Task goal.
Below are lines of data; restate word for word those running from the line containing "permission layer before" to the line containing "#![forbid(unsafe_code)]", inclusive, and no others.

Saved entries:

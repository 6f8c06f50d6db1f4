//! Peer client over a framed, handshaked channel.
//!
//! The client owns the request/response lifecycle on one connection:
//! outbound requests get [`handle::ResponseHandle`]s that collect streamed
//! replies under the seq/endSeq contract; inbound requests pass the
//! permission layer before reaching the application's [`client::PeerService`];
//! subscriptions and their unsubscribe mappings are bookkept per connection.
//!
//! Scheduling is cooperative: one `run` loop per connection drives all
//! bookkeeping, and shared tables are guarded for the spawned streaming
//! handlers.

#![forbid(unsafe_code)]

pub mod client;
pub mod enforce;
pub mod error;
pub mod handle;
pub mod subs;
pub mod transport;

pub use client::{BlobResponder, FetchResponder, PeerClient, PeerConf, PeerService};
pub use enforce::{enforce_fetch, enforce_simple, Locality};
pub use error::{CancelReason, PeerError, Result};
pub use handle::{ResponseHandle, StreamPhase};
pub use subs::{MuteList, Subscription, Subscriptions};
pub use transport::{Channel, ChannelEvent, MsgId};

Answer section.
//! permission layer before reaching the application's [`client::PeerService`];
//! subscriptions and their unsubscribe mappings are bookkept per connection.
//!
//! Scheduling is cooperative: one `run` loop per connection drives all
//! bookkeeping, and shared tables are guarded for the spawned streaming
//! handlers.

#![forbid(unsafe_code)]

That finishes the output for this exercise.